There are a few ways to tell which version a cluster is installed with:

• Use cluster_version{_id="",type="initial"} to query the cluster metrics. Note that if the answer shows a version
  • 4.1 or 4.2: then it is affected.
  • 4.3 - 4.9: then it might be affected. This is due to a limitation of the metric. We need to use the next method for this case.
  • 4.10 - 4.18: then it is not affected.

• The another method is to SSH to a node (e.g., via oc debug node) of the cluster and check "sysroot.bootloader". If it is not set, then the cluster is impacted. Otherwise, not.

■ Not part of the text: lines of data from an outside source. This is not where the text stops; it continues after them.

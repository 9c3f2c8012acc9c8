//! Dashboard orchestrator configuration.

use serde::{Deserialize, Serialize};

/// Dashboard refresh settings.
#[derive(Debug, Clone, Serialize, Deserialize)]
pub struct DashboardConfig {
    /// Interval in seconds of the full-refresh backstop that runs
    /// independently of event-driven updates.
    #[serde(default = "default_refresh_interval")]
    pub refresh_interval_seconds: u64,
}

impl Default for DashboardConfig {
    fn default() -> Self {
        Self {
            refresh_interval_seconds: default_refresh_interval(),
        }
    }
}

fn default_refresh_interval() -> u64 {
    15
}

$ ostree config --repo=/sysroot/ostree/repo get sysroot.bootloader
error: Key file does not have key ?bootloader? in group ?sysroot?

What is the impact? Is it serious enough to warrant removing update recommendations?

• The upgrade to 4.19 will fail if the cluster is born with 4.1 or 4.2. Although there is not any observed impact on the existing workload on the cluster, it is strongly suggested to wait until a version including the fix is available. It is quite involving to get rid of the failure status once getting in. 

How involved is remediation?

• As right now (June 18, 2025), no supported remediation is available.

Is this a regression?

• No. By default composefs enabled firstly from 4.19, but we should support the transition from earlier versions.